Er legte Petra die ausgedruckte E-Mail hin. »Was hältst du davon?«
Petra vertiefte sich in das Blatt. »Ganz okay …«
»Ist nur sieben Minuten zu Fuß vom Bahnhof entfernt.«
Petra nickte. Sie wandte sich ab und hob ihren Korb hoch. Es lagen neue Kartoffeln darin, weißgelblich, so groß wie Walnüsse.

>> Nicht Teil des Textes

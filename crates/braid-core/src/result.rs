//! The candidate record exchanged between search backends and fusion.
//!
//! Every backend adapter wraps its raw rows into [`SearchResult`] values so
//! that fusion can recognize the same entity across independently produced
//! lists. The `id` is the only field fusion keys on: the same real-world
//! entity must carry the same `id` whether it came from the keyword backend
//! or the vector backend.

#![allow(clippy::module_name_repetitions)]

use serde::{Deserialize, Serialize};
use serde_json::Value;

/// Provenance of a [`SearchResult`].
///
/// Backends tag their own output; fusion always emits [`Source::Hybrid`].
#[derive(Debug, Clone, Copy, PartialEq, Eq, Serialize, Deserialize)]
#[serde(rename_all = "snake_case")]
pub enum Source {
    /// Produced by a lexical/keyword backend (pattern match, full text,
    /// trigram similarity).
    Keyword,

    /// Produced by a vector-similarity backend (nearest neighbour over
    /// embeddings).
    Vector,

    /// Produced by rank fusion over the two lists above.
    Hybrid,
}

/// One candidate from one search backend.
///
/// `score` semantics are backend-specific (lexical relevance vs cosine
/// similarity) and are NOT comparable across backends in raw form. Rank
/// fusion exists precisely because of that; see [`crate::fusion::fuse`].
#[derive(Debug, Clone, PartialEq, Serialize, Deserialize)]
pub struct SearchResult {
    /// Opaque comparable key identifying the underlying entity (a SKU, a
    /// customer id, a delivery id). Must be identical across backends for
    /// the same entity.
    pub id: String,

    /// Displayable attribute bag for the entity. Owned by the result; a
    /// shallow copy is safe to carry forward.
    pub payload: Value,

    /// Non-negative relevance in the producing backend's own scale.
    pub score: f32,

    /// Which layer produced this result.
    pub source: Source,
}

impl SearchResult {
    /// Build a result with an explicit source tag.
    #[must_use]
    pub fn new(id: impl Into<String>, payload: Value, score: f32, source: Source) -> Self {
        Self {
            id: id.into(),
            payload,
            score,
            source,
        }
    }

    /// Shorthand for a keyword-backend candidate.
    #[must_use]
    pub fn keyword(id: impl Into<String>, payload: Value, score: f32) -> Self {
        Self::new(id, payload, score, Source::Keyword)
    }

    /// Shorthand for a vector-backend candidate.
    #[must_use]
    pub fn vector(id: impl Into<String>, payload: Value, score: f32) -> Self {
        Self::new(id, payload, score, Source::Vector)
    }
}

// ---------------------------------------------------------------------------
// Tests
// ---------------------------------------------------------------------------
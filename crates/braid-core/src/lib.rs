#![forbid(unsafe_code)]
//! braid-core library.
//!
//! Weighted Reciprocal Rank Fusion over independently ranked candidate
//! lists, plus the ranked-list utilities that support hybrid search: min-max
//! score normalization and max-score union merging. Everything here is pure
//! and request-scoped; backends, embedding services, and orchestration live
//! in `braid-search`.
//!
//! # Conventions
//!
//! - **Errors**: contract violations return typed errors ([`FusionError`]);
//!   there are no recoverable runtime failures in this crate.
//! - **Logging**: none. These functions are pure and run in microseconds;
//!   observability belongs to the calling pipeline.

pub mod fusion;
pub mod merge;
pub mod normalize;
pub mod result;

pub use fusion::{FusionError, RrfConfig, fuse};
pub use merge::merge_deduplicate;
pub use normalize::normalize_scores;
pub use result::{SearchResult, Source};
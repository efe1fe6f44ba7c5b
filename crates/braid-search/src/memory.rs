//! In-memory reference backend implementing both retrieval seams.
//!
//! Useful for tests, demos, and small corpora. Keyword relevance is field
//! precedence: a title substring match scores 3.0, a body match 2.0, a tag
//! match 1.0, and only the strongest matching field counts per document.
//! The vector side is brute-force cosine over stored embeddings. Both
//! sides order ties by id so results are deterministic.

use anyhow::{Result, bail};
use braid_core::SearchResult;
use serde_json::{Value, json};
use tracing::debug;

use crate::backend::{KeywordSearch, VectorSearch};

const TITLE_RELEVANCE: f32 = 3.0;
const BODY_RELEVANCE: f32 = 2.0;
const TAG_RELEVANCE: f32 = 1.0;

/// One indexed document.
#[derive(Debug, Clone, PartialEq)]
pub struct Document {
    pub id: String,
    pub title: String,
    pub body: String,
    pub tags: Vec<String>,
    /// Precomputed embedding. Documents without one are invisible to the
    /// vector side but still match by keyword.
    pub embedding: Option<Vec<f32>>,
}

/// Brute-force index over a list of [`Document`]s.
#[derive(Debug, Clone)]
pub struct MemoryIndex {
    documents: Vec<Document>,
    dimension: usize,
}

impl MemoryIndex {
    /// Create an empty index expecting embeddings of width `dimension`.
    #[must_use]
    pub const fn new(dimension: usize) -> Self {
        Self {
            documents: Vec::new(),
            dimension,
        }
    }

    #[must_use]
    pub const fn dimension(&self) -> usize {
        self.dimension
    }

    #[must_use]
    pub const fn len(&self) -> usize {
        self.documents.len()
    }

    #[must_use]
    pub const fn is_empty(&self) -> bool {
        self.documents.is_empty()
    }

    /// Insert `document`, replacing any existing document with the same id.
    pub fn insert(&mut self, document: Document) {
        for existing in &mut self.documents {
            if existing.id == document.id {
                *existing = document;
                return;
            }
        }
        self.documents.push(document);
    }

    fn payload(document: &Document) -> Value {
        json!({
            "id": document.id,
            "title": document.title,
            "body": document.body,
            "tags": document.tags,
        })
    }
}

impl KeywordSearch for MemoryIndex {
    fn keyword_search(&self, query: &str, limit: usize) -> Result<Vec<SearchResult>> {
        let needle = query.trim().to_lowercase();
        if needle.is_empty() || limit == 0 {
            return Ok(Vec::new());
        }

        let mut hits: Vec<SearchResult> = Vec::new();
        for document in &self.documents {
            let relevance = if document.title.to_lowercase().contains(&needle) {
                TITLE_RELEVANCE
            } else if document.body.to_lowercase().contains(&needle) {
                BODY_RELEVANCE
            } else if document
                .tags
                .iter()
                .any(|tag| tag.to_lowercase().contains(&needle))
            {
                TAG_RELEVANCE
            } else {
                continue;
            };
            hits.push(SearchResult::keyword(
                document.id.clone(),
                Self::payload(document),
                relevance,
            ));
        }

        hits.sort_by(|a, b| {
            b.score
                .partial_cmp(&a.score)
                .unwrap_or(std::cmp::Ordering::Equal)
                .then_with(|| a.id.cmp(&b.id))
        });
        hits.truncate(limit);

        Ok(hits)
    }
}

impl VectorSearch for MemoryIndex {
    fn vector_search(&self, query_vector: &[f32], limit: usize) -> Result<Vec<SearchResult>> {
        if query_vector.len() != self.dimension {
            bail!(
                "query vector dimension mismatch: expected {}, got {}",
                self.dimension,
                query_vector.len()
            );
        }

        if limit == 0 {
            return Ok(Vec::new());
        }

        let mut hits: Vec<SearchResult> = Vec::new();
        for document in &self.documents {
            let Some(stored) = document.embedding.as_deref() else {
                continue;
            };

            if stored.len() != self.dimension {
                debug!(
                    "skipping stored embedding for {} due to dimension {}",
                    document.id,
                    stored.len()
                );
                continue;
            }

            let Some(cosine) = cosine_similarity(query_vector, stored) else {
                debug!("skipping zero-magnitude embedding for {}", document.id);
                continue;
            };
            // Map cosine [-1, 1] to [0, 1] so vector scores share a scale
            // with the rest of the pipeline.
            let score = ((cosine + 1.0) * 0.5).clamp(0.0, 1.0);
            hits.push(SearchResult::vector(
                document.id.clone(),
                Self::payload(document),
                score,
            ));
        }

        hits.sort_by(|a, b| {
            b.score
                .partial_cmp(&a.score)
                .unwrap_or(std::cmp::Ordering::Equal)
                .then_with(|| a.id.cmp(&b.id))
        });
        hits.truncate(limit);

        Ok(hits)
    }

    fn vector_of(&self, id: &str) -> Result<Option<Vec<f32>>> {
        Ok(self
            .documents
            .iter()
            .find(|document| document.id == id)
            .and_then(|document| document.embedding.clone()))
    }
}

/// Cosine similarity between two vectors, clamped to `[-1, 1]`.
///
/// Returns `None` for mismatched lengths, empty input, or a vector with
/// (near) zero magnitude, where the quantity is undefined.
#[must_use]
pub fn cosine_similarity(left: &[f32], right: &[f32]) -> Option<f32> {
    if left.len() != right.len() || left.is_empty() {
        return None;
    }

    let mut dot = 0.0_f32;
    let mut left_norm_sq = 0.0_f32;
    let mut right_norm_sq = 0.0_f32;

    for (a, b) in left.iter().zip(right.iter()) {
        dot = a.mul_add(*b, dot);
        left_norm_sq = a.mul_add(*a, left_norm_sq);
        right_norm_sq = b.mul_add(*b, right_norm_sq);
    }

    let denom = left_norm_sq.sqrt() * right_norm_sq.sqrt();
    if denom <= f32::EPSILON {
        return None;
    }

    Some((dot / denom).clamp(-1.0, 1.0))
}

// ---------------------------------------------------------------------------
// Tests
// ---------------------------------------------------------------------------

»Es hat einen dreißig Meter tiefen Garten«, sagte Ralph. »Für ein Fußballtor und Gemüse. Geht nach Süden.«
Petra schüttete die Kartoffeln ins Spülbecken. »Schön«, sagte sie.
»Willst du ein Bier?«
»Nein danke.«
»Es ist nicht besonders schön, ich weiß, aber die Lage ist perfekt. Schulen, Bahnhof, alles.«
Petra ließ Wasser ins Becken laufen. »Hast du den Kindern gute Nacht gesagt?«
»Ja«, sagte Ralph.
Petra drehte sich um. »Hast du nicht …«
»Okay«, gab Ralph zu. »Mach ich gleich.«
»Lass doch den Kram jetzt.«
»Ich hab nur gedacht …«
»Lass es«, wiederholte Petra. »Geh zu Kit. Er ist im Bett. Er wartet.«
Ralph stand auf. Petra bemerkte ein neues T-Shirt an ihm, das sie noch nie gesehen hatte. Es war strahlend weiß mit einem diskreten kleinen Logo auf der linken Brust. Und er hatte sich rasiert. Petra hatte ihn seit Monaten nicht mehr so sauber rasiert gesehen.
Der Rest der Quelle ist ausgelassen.